No puedo estar más de acuerdo. Tu tostador te puede lanzar una tostada y darte en el ojo, pero no ha intentado hacerlo, no está vengándose de ti, y si le atizas un soplamocos por haberlo hecho —reacción de la que me confieso culpable en muchos casos— no estás teniendo más que una reacción irracional, y lo que es peor, lo sabes. Por supuesto, como toda tecnología, la IA genera algunos peligros, y algunos de ellos no son en absoluto despreciables: sesgos, injusticias, resultados inexactos o directamente falsos, pérdida de puestos de trabajo o concentraciones excesivas de poder. Pero con todo y con eso, hablamos de una tecnología con enormes posibilidades para solucionar muchísimos problemas, para hacer muchas cosas mejor y obtener muchísimas mejoras de eficiencia que pueden llegar a ser enormemente positivas. No, la IA no va a destruir la educación: la va a mejorar, y hablo desde la experiencia de treinta y tres años en la docencia.

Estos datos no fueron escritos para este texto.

// SPDX-License-Identifier: BUSL-1.1
// Copyright (c) 2026 Alfred Jean LLC

//! Scenarios: the bulk-copy timing pin and the free-space round trips.

use gantry_core::{ExecutionEvent, Location, PayloadMap, PropertyMap, ServiceProperty};
use gantry_sim::{ControllerEnv, Simulation};
use gantry_storage::client;
use std::cell::Cell;
use std::rc::Rc;

/// A fat link exists, but every route takes the slow one.
fn storage_platform(b: gantry_kernel::PlatformBuilder) -> gantry_kernel::PlatformBuilder {
    b.host("Host1", "1Gf", 4, "16GB")
        .disk("Host1", "/disk1", "1GB", "100MBps")
        .host("Host2", "1Gf", 4, "16GB")
        .disk("Host2", "/disk2", "10GB", "100MBps")
        .link("fat", "5000GBps", "0us")
        .link("slow", "0.1MBps", "10us")
        .route("Host1", "Host2", &["slow"])
}

/// A 1 MB file pulled over the 0.1 MBps route lands in ~10.87 s: the
/// wire is the bottleneck (10 s nominal, stretched by the TCP bandwidth
/// factor), with the 100 MB/s disks contributing ~0.02 s.
#[test]
fn megabyte_copy_is_network_bound() {
    let mut sim = Simulation::new();
    sim.init(&[]).unwrap();
    sim.instantiate_platform(storage_platform).unwrap();
    let props = PropertyMap::new().with(ServiceProperty::BufferSize, "1000000");
    sim.add_storage_service("src", "Host2", &["/disk2"], &props, PayloadMap::new()).unwrap();
    let dst_svc = sim
        .add_storage_service("dst", "Host1", &["/disk1"], &props, PayloadMap::new())
        .unwrap();

    let file = sim.add_file("some_file", 1_000_000).unwrap();
    let src = Location::new("src", "/disk2", "/", file.clone());
    let dst = Location::new("dst", "/disk1", "/", file.clone());
    sim.stage_file(&src).unwrap();

    let copy_done_at = Rc::new(Cell::new(-1.0));
    let done = copy_done_at.clone();
    let dst2 = dst.clone();
    sim.add_controller("main", "Host2", move |env: ControllerEnv| async move {
        let dm = env.create_data_movement_manager();
        dm.initiate_file_copy(src.clone(), dst2.clone())?;
        match env.wait_for_next_event().await? {
            ExecutionEvent::FileCopyCompleted { dst, .. } => {
                assert_eq!(&dst, &dst2);
                done.set(env.now());
            }
            ExecutionEvent::FileCopyFailed { cause, .. } => {
                panic!("copy failed: {cause}");
            }
            other => panic!("unexpected event: {}", other.log_summary()),
        }
        Ok(())
    })
    .unwrap();
    sim.launch().unwrap();

    let t = copy_done_at.get();
    assert!((10.8..10.9).contains(&t), "network-bound copy, got {t}");
    assert!(dst_svc.has_file(&dst), "destination stores the file");
}

/// `stage; read` leaves free space untouched; `write; delete` restores
/// it exactly.
#[test]
fn free_space_round_trips() {
    let mut sim = Simulation::new();
    sim.init(&[]).unwrap();
    sim.instantiate_platform(storage_platform).unwrap();
    let svc = sim
        .add_storage_service("store", "Host1", &["/disk1"], &PropertyMap::new(), PayloadMap::new())
        .unwrap();

    let staged = sim.add_file("staged", 300_000).unwrap();
    let staged_loc = Location::new("store", "/disk1", "/", staged);
    sim.stage_file(&staged_loc).unwrap();
    let baseline = svc.free_space();

    let fresh = sim.add_file("fresh", 200_000).unwrap();
    let fresh_loc = Location::new("store", "/disk1", "/", fresh);
    let ep = svc.endpoint();
    let observed = Rc::new(Cell::new((0u64, 0u64)));
    let obs = observed.clone();
    sim.add_controller("main", "Host2", move |env: ControllerEnv| async move {
        let ctx = env.ctx();
        client::read_file(ctx, &ep, &staged_loc, None).await?;
        let after_read = client::free_space(ctx, &ep, None).await?;

        client::write_file(ctx, &ep, &fresh_loc).await?;
        client::delete(ctx, &ep, &fresh_loc).await?;
        let after_cycle = client::free_space(ctx, &ep, None).await?;
        obs.set((after_read, after_cycle));
        Ok(())
    })
    .unwrap();
    sim.launch().unwrap();

    let (after_read, after_cycle) = observed.get();
    assert_eq!(after_read, baseline, "read does not mutate free space");
    assert_eq!(after_cycle, baseline, "write+delete restores free space exactly");
}
impl CloudComputeService {
    #[allow(clippy::too_many_arguments)]
    pub fn new(
        kernel: &Kernel,
        name: &str,
        home_host: &str,
        execution_hosts: &[&str],
        props: &PropertyMap,
        storage: StorageResolver,
        registries: RegistryResolver,
        payloads: PayloadMap,
    ) -> Result<Rc<Self>, ComputeError> {
        let home_host = HostName::new(home_host);
        let placement = match props.get_or(ServiceProperty::HostSelectionAlgorithm, "first_fit") {
            "first_fit" => VmPlacement::FirstFit,
            "best_fit_ram" => VmPlacement::BestFitRamFirst,
            "best_fit_cores" => VmPlacement::BestFitCoresFirst,
            other => {
                return Err(ComputeError::BadArgument {
                    key: ServiceProperty::HostSelectionAlgorithm.key().to_string(),
                    value: other.to_string(),
                });
            }
        };
        let boot_overhead = props.get_f64(ServiceProperty::VmBootOverhead, 0.0)?;
        let mut hosts = IndexMap::new();
        for &h in execution_hosts {
            let host = HostName::new(h);
            let (cores, ram) = kernel
                .platform(|p| p.host(&host).map(|hh| (hh.cores, hh.ram)))
                .map_err(KernelError::from)?;
            hosts.insert(
                host,
                HostCommit { total_cores: cores, total_ram: ram, used_cores: 0, used_ram: 0 },
            );
        }
        let port = kernel
            .create_commport(&format!("cloud-{name}"), &home_host)
            .map_err(KernelError::from)?;
        Ok(Rc::new(Self {
            name: ServiceName::new(name),
            home_host,
            port,
            payloads,
            kernel: kernel.clone(),
            placement,
            boot_overhead,
            storage,
            registries,
            state: Rc::new(RefCell::new(CloudState {
                hosts,
                vms: IndexMap::new(),
                vm_counter: 0,
            })),
            actor: RefCell::new(None),
        }))
    }

    pub fn name(&self) -> &ServiceName {
        &self.name
    }

    pub fn endpoint(&self) -> ComputeEndpoint {
        ComputeEndpoint {
            name: self.name.clone(),
            port: self.port.clone(),
            payloads: self.payloads.clone(),
        }
    }

    /// Identities of the backing physical hosts.
    pub fn execution_hosts(&self) -> Vec<HostName> {
        self.state.borrow().hosts.keys().cloned().collect()
    }

    pub fn vm_state(&self, vm: &ServiceName) -> Option<VmState> {
        self.state.borrow().vms.get(vm).map(|r| r.state)
    }

    pub fn start(self: &Rc<Self>) -> Result<(), KernelError> {
        let svc = self.clone();
        let port = self.port.clone();
        let id = self.kernel.spawn(
            &format!("cloud-{}", self.name),
            &self.home_host.clone(),
            true,
            move |ctx| async move {
                tracing::info!(service = %svc.name, "cloud service up");
                loop {
                    let msg = ctx.get(&port).await?;
                    svc.dispatch_message(&ctx, msg).await?;
                }
            },
        )?;
        *self.actor.borrow_mut() = Some(id);
        Ok(())
    }

    pub fn stop(&self) {
        if let Some(id) = self.actor.borrow_mut().take() {
            self.kernel.kill(id);
        }
    }

    async fn dispatch_message(
        self: &Rc<Self>,
        ctx: &SimContext,
        msg: gantry_kernel::AnyMessage,
    ) -> Result<(), KernelError> {
        let msg = match msg.downcast::<VmCreateRequest>() {
            Ok(req) => {
                let result = self.create_vm_record(req.cores, req.ram, req.preferred_host);
                return ctx.dput(
                    &req.reply_to,
                    VmCreateAnswer { result },
                    self.payloads.get(MessagePayload::VmCreateAnswer),
                );
            }
            Err(m) => m,
        };
        let msg = match msg.downcast::<VmStartRequest>() {
            Ok(req) => {
                if self.boot_overhead > 0.0 {
                    ctx.sleep(self.boot_overhead).await?;
                }
                let result = self.start_vm_record(&req.vm);
                return ctx.dput(
                    &req.reply_to,
                    VmStartAnswer { result },
                    self.payloads.get(MessagePayload::VmLifecycleAnswer),
                );
            }
            Err(m) => m,
        };
        let msg = match msg.downcast::<VmShutdownRequest>() {
            Ok(req) => {
                let result = self.shutdown_vm_record(
                    ctx,
                    &req.vm,
                    req.send_failure_notifications,
                    req.termination_cause,
                );
                return ctx.dput(
                    &req.reply_to,
                    VmLifecycleAnswer { result },
                    self.payloads.get(MessagePayload::VmLifecycleAnswer),
                );
            }
            Err(m) => m,
        };
        let msg = match msg.downcast::<VmLifecycleRequest>() {
            Ok(req) => {
                let result = match req.op {
                    VmLifecycleOp::Suspend => self.suspend_vm_record(&req.vm),
                    VmLifecycleOp::Resume => self.resume_vm_record(&req.vm),
                    VmLifecycleOp::Destroy => self.destroy_vm_record(&req.vm),
                };
                return ctx.dput(
                    &req.reply_to,
                    VmLifecycleAnswer { result },
                    self.payloads.get(MessagePayload::VmLifecycleAnswer),
                );
            }
            Err(m) => m,
        };
        // Direct job submission is forbidden by contract.
        let msg = match msg.downcast::<JobSubmitRequest>() {
            Ok(req) => {
                let cause = FailureCause::JobTypeNotSupported {
                    service: self.name.clone(),
                    reason: "submit to the bare-metal service returned by start_vm".into(),
                };
                return ctx.dput(
                    &req.reply_to,
                    JobSubmitAnswer { result: Err(cause) },
                    self.payloads.get(MessagePayload::JobSubmitAnswer),
                );
            }
            Err(m) => m,
        };
        tracing::warn!(service = %self.name, got = msg.type_name(), "unexpected message");
        Ok(())
    }

    /// Allocate the record; fails only when no host could *ever* host
    /// the VM.
    fn create_vm_record(
        &self,
        cores: u32,
        ram: u64,
        preferred_host: Option<HostName>,
    ) -> Result<ServiceName, FailureCause> {
        let mut st = self.state.borrow_mut();
        let feasible = match &preferred_host {
            Some(h) => st
                .hosts
                .get(h)
                .map(|c| c.total_cores >= cores && c.total_ram >= ram)
                .unwrap_or(false),
            None => st.hosts.values().any(|c| c.total_cores >= cores && c.total_ram >= ram),
        };
        if !feasible {
            return Err(FailureCause::NotEnoughComputeResources {
                service: self.name.clone(),
                reason: format!("no host can ever fit a {cores}-core / {ram}-B VM"),
            });
        }
        st.vm_counter += 1;
        let vm = ServiceName::new(format!("{}-vm-{}", self.name, st.vm_counter));
        st.vms.insert(
            vm.clone(),
            VmRecord {
                cores,
                ram,
                state: VmState::Created,
                preferred_host,
                physical: None,
                inner: None,
            },
        );
        Ok(vm)
    }

    /// Place and boot: no queueing, a full platform answers
    /// `NOT_ENOUGH_COMPUTE_RESOURCES` immediately.
    fn start_vm_record(
        &self,
        vm: &ServiceName,
    ) -> Result<Rc<BareMetalComputeService>, FailureCause> {
        let (cores, ram, preferred) = {
            let st = self.state.borrow();
            let record = st.vms.get(vm).ok_or_else(|| FailureCause::JobTypeNotSupported {
                service: self.name.clone(),
                reason: format!("unknown VM {vm}"),
            })?;
            if record.state != VmState::Created {
                return Err(FailureCause::JobTypeNotSupported {
                    service: self.name.clone(),
                    reason: format!("VM {vm} is {}, not created", record.state),
                });
            }
            (record.cores, record.ram, record.preferred_host.clone())
        };
        let physical = self.place(cores, ram, preferred.as_ref()).ok_or_else(|| {
            FailureCause::NotEnoughComputeResources {
                service: self.name.clone(),
                reason: format!("no host currently fits a {cores}-core / {ram}-B VM"),
            }
        })?;
        let inner = BareMetalComputeService::with_hosts(
            &self.kernel,
            vm.as_str(),
            physical.as_str(),
            vec![BmHost { name: physical.clone(), cores, ram }],
            Some(HostName::new(vm.as_str())),
            self.storage.clone(),
            self.registries.clone(),
            None,
            self.payloads.clone(),
        )
        .map_err(|e| FailureCause::fatal(e.to_string()))?;
        inner.start().map_err(FailureCause::from)?;

        let mut st = self.state.borrow_mut();
        if let Some(commit) = st.hosts.get_mut(&physical) {
            commit.used_cores += cores;
            commit.used_ram += ram;
        }
        if let Some(record) = st.vms.get_mut(vm) {
            record.state = VmState::Running;
            record.physical = Some(physical);
            record.inner = Some(inner.clone());
        }
        tracing::info!(service = %self.name, vm = %vm, "vm started");
        Ok(inner)
    }

    fn place(&self, cores: u32, ram: u64, preferred: Option<&HostName>) -> Option<HostName> {
        let st = self.state.borrow();
        if let Some(h) = preferred {
            let c = st.hosts.get(h)?;
            return (c.free_cores() >= cores && c.free_ram() >= ram).then(|| h.clone());
        }
        let fitting =
            st.hosts.iter().filter(|(_, c)| c.free_cores() >= cores && c.free_ram() >= ram);
        match self.placement {
            VmPlacement::FirstFit => fitting.map(|(h, _)| h.clone()).next(),
            VmPlacement::BestFitRamFirst => fitting
                .min_by_key(|(_, c)| (c.free_ram() - ram, c.free_cores() - cores))
                .map(|(h, _)| h.clone()),
            VmPlacement::BestFitCoresFirst => fitting
                .min_by_key(|(_, c)| (c.free_cores() - cores, c.free_ram() - ram))
                .map(|(h, _)| h.clone()),
        }
    }

    fn suspend_vm_record(&self, vm: &ServiceName) -> Result<(), FailureCause> {
        let st = self.state.borrow();
        let record = self.running_vm(&st, vm)?;
        if let Some(inner) = &record.inner {
            inner.suspend();
        }
        drop(st);
        self.state.borrow_mut().vms[vm].state = VmState::Suspended;
        Ok(())
    }

    fn resume_vm_record(&self, vm: &ServiceName) -> Result<(), FailureCause> {
        {
            let st = self.state.borrow();
            let record = st.vms.get(vm).ok_or_else(|| self.unknown_vm(vm))?;
            if record.state != VmState::Suspended {
                return Err(self.wrong_state(vm, record.state));
            }
            if let Some(inner) = &record.inner {
                inner.resume();
            }
        }
        self.state.borrow_mut().vms[vm].state = VmState::Running;
        Ok(())
    }

    fn shutdown_vm_record(
        &self,
        ctx: &SimContext,
        vm: &ServiceName,
        send_failure_notifications: bool,
        cause: FailureCause,
    ) -> Result<(), FailureCause> {
        let (inner, physical, cores, ram) = {
            let st = self.state.borrow();
            let record = st.vms.get(vm).ok_or_else(|| self.unknown_vm(vm))?;
            if !matches!(record.state, VmState::Running | VmState::Suspended) {
                return Err(self.wrong_state(vm, record.state));
            }
            (
                record.inner.clone(),
                record.physical.clone(),
                record.cores,
                record.ram,
            )
        };
        if let Some(inner) = inner {
            inner.resume();
            inner.terminate_all(ctx, send_failure_notifications.then_some(cause));
        }
        let mut st = self.state.borrow_mut();
        if let Some(host) = physical {
            if let Some(commit) = st.hosts.get_mut(&host) {
                commit.used_cores -= cores;
                commit.used_ram -= ram;
            }
        }
        if let Some(record) = st.vms.get_mut(vm) {
            record.state = VmState::ShutDown;
            record.physical = None;
            record.inner = None;
        }
        Ok(())
    }

    fn destroy_vm_record(&self, vm: &ServiceName) -> Result<(), FailureCause> {
        let mut st = self.state.borrow_mut();
        let record = st.vms.get(vm).ok_or_else(|| self.unknown_vm(vm))?;
        if !matches!(record.state, VmState::ShutDown | VmState::Created) {
            return Err(self.wrong_state(vm, record.state));
        }
        st.vms.shift_remove(vm);
        Ok(())
    }

    fn running_vm<'a>(
        &self,
        st: &'a std::cell::Ref<'_, CloudState>,
        vm: &ServiceName,
    ) -> Result<&'a VmRecord, FailureCause> {
        let record = st.vms.get(vm).ok_or_else(|| self.unknown_vm(vm))?;
        if record.state != VmState::Running {
            return Err(self.wrong_state(vm, record.state));
        }
        Ok(record)
    }

    fn unknown_vm(&self, vm: &ServiceName) -> FailureCause {
        FailureCause::JobTypeNotSupported {
            service: self.name.clone(),
            reason: format!("unknown VM {vm}"),
        }
    }

    fn wrong_state(&self, vm: &ServiceName, state: VmState) -> FailureCause {
        FailureCause::JobCannotBeTerminated { state: format!("VM {vm} is {state}") }
    }
}
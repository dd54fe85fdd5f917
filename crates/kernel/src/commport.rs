// SPDX-License-Identifier: BUSL-1.1
// Copyright (c) 2026 Alfred Jean LLC

//! Commports: typed rendezvous queues between actors.
//!
//! A commport is a FIFO of boxed messages owned (for timing purposes) by
//! the host of the actor that created it. Sends charge network time from
//! the sender's host; receives block until a message or timeout. Message
//! types are downcast on receipt, mirroring the request/answer protocol
//! structs each service defines.

use gantry_core::HostName;
use smol_str::SmolStr;
use std::any::Any;

/// Anything that can travel through a commport.
///
/// Blanket-implemented for every `Debug + 'static` type; services define
/// plain structs/enums per protocol message.
pub trait Message: std::fmt::Debug + Any {
    fn into_any(self: Box<Self>) -> Box<dyn Any>;
    fn as_any(&self) -> &dyn Any;
    fn type_name(&self) -> &'static str;
}

impl<T: std::fmt::Debug + Any> Message for T {
    fn into_any(self: Box<Self>) -> Box<dyn Any> {
        self
    }

    fn as_any(&self) -> &dyn Any {
        self
    }

    fn type_name(&self) -> &'static str {
        std::any::type_name::<T>()
    }
}

/// A received message, not yet downcast.
#[derive(Debug)]
pub struct AnyMessage(Box<dyn Message>);

impl AnyMessage {
    pub fn new(msg: impl Message) -> Self {
        AnyMessage(Box::new(msg))
    }

    pub(crate) fn from_boxed(msg: Box<dyn Message>) -> Self {
        AnyMessage(msg)
    }

    /// The concrete type name, for logs and unexpected-message errors.
    pub fn type_name(&self) -> &'static str {
        self.0.type_name()
    }

    /// Downcast to `M`, giving the message back on mismatch.
    pub fn downcast<M: Message>(self) -> Result<M, AnyMessage> {
        if self.is::<M>() {
            match self.0.into_any().downcast::<M>() {
                Ok(m) => Ok(*m),
                // Checked by is::<M> just above.
                Err(_) => unreachable!("downcast checked by is::<M>"),
            }
        } else {
            Err(self)
        }
    }

    pub fn is<M: Message>(&self) -> bool {
        self.0.as_any().is::<M>()
    }
}

/// Index of a commport inside the kernel.
#[derive(Debug, Clone, Copy, PartialEq, Eq, Hash, PartialOrd, Ord)]
pub struct PortId(pub(crate) usize);

/// Handle to a commport. Cheap to clone; handles are how services hand
/// out reply addresses.
#[derive(Debug, Clone)]
pub struct Commport {
    pub(crate) id: PortId,
    pub(crate) name: SmolStr,
    pub(crate) owner_host: HostName,
}

impl Commport {
    pub fn name(&self) -> &str {
        &self.name
    }

    pub fn owner_host(&self) -> &HostName {
        &self.owner_host
    }
}

impl std::fmt::Display for Commport {
    fn fmt(&self, f: &mut std::fmt::Formatter<'_>) -> std::fmt::Result {
        f.write_str(&self.name)
    }
}

#[cfg(test)]
#[path = "commport_tests.rs"]
mod tests;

Como he dicho siempre, no debemos intentar regular la tecnología. La tecnología no se puede regular, no lo admite: una vez inventada, no se puede desinventar ni poner bajo control. Lo que sí se puede y se debe regular son a los imbéciles que, llevados generalmente por la megalomanía, por la ambición o por la codicia excesivas, utilizan la tecnología de forma inadecuada y generan efectos secundarios perniciosos para la humanidad o para muchas personas. Para controlar a esas personas sí necesitamos regulación, de acción rápida, inmediata, eficiente y drástica. La prueba más clara la tenemos en otra tecnología, la de las rede sociales: mientras medio mundo discutía si debíamos regular la tecnología e impedir (como si eso fuera posible) el acceso de los menores a ésta, nadie se preocupó de detener a Mark Zuckerberg cuando decidió que podía utilizar todos nuestros datos, incluidos los de especial protección, para lanzarnos anuncios ultrasegmentados— algo que estaba claramente fuera de los límites del consenso social existente sobre los límites de la publicidad— , nadie fue capaz de detenerlo cuando su red fue utilizada para manipular las elecciones presidenciales norteamericanas o el referéndum del Brexit, y nadie hizo nada para parar su destacada participación en el genocidio de los Rohingya.
La IA, como cualquier otra tecnología, tiene sus oportunidades y sus riesgos. En ambos casos, la ejecución de esas oportunidades y de esos riesgos corresponde a personas y compañías que apalancan esa tecnología para hacer con ella cosas buenas o malas, y la regulación debe funcionar para fomentar los buenos usos, impedir que se erijan en monopolios predatorios y, sobre todo, detener y desalentar de manera inmediata los usos perniciosos.
Inventarnos cuentos y alentar fantasías sobre algoritmos que toman conciencia de sí mismos y destruyen a la humanidad no es una buena manera de llegar a ningún sitio, y me parece una forma repugnante de que algunos intenten asegurarse más control sobre una tecnología. Ignoremos a los agoreros, sigamos haciendo lo que sabemos hacer, e incorporemos mecanismos de control para detener rápidamente a los que hacen mal uso de la tecnología. No hay más. Y por supuesto, tampoco hay menos.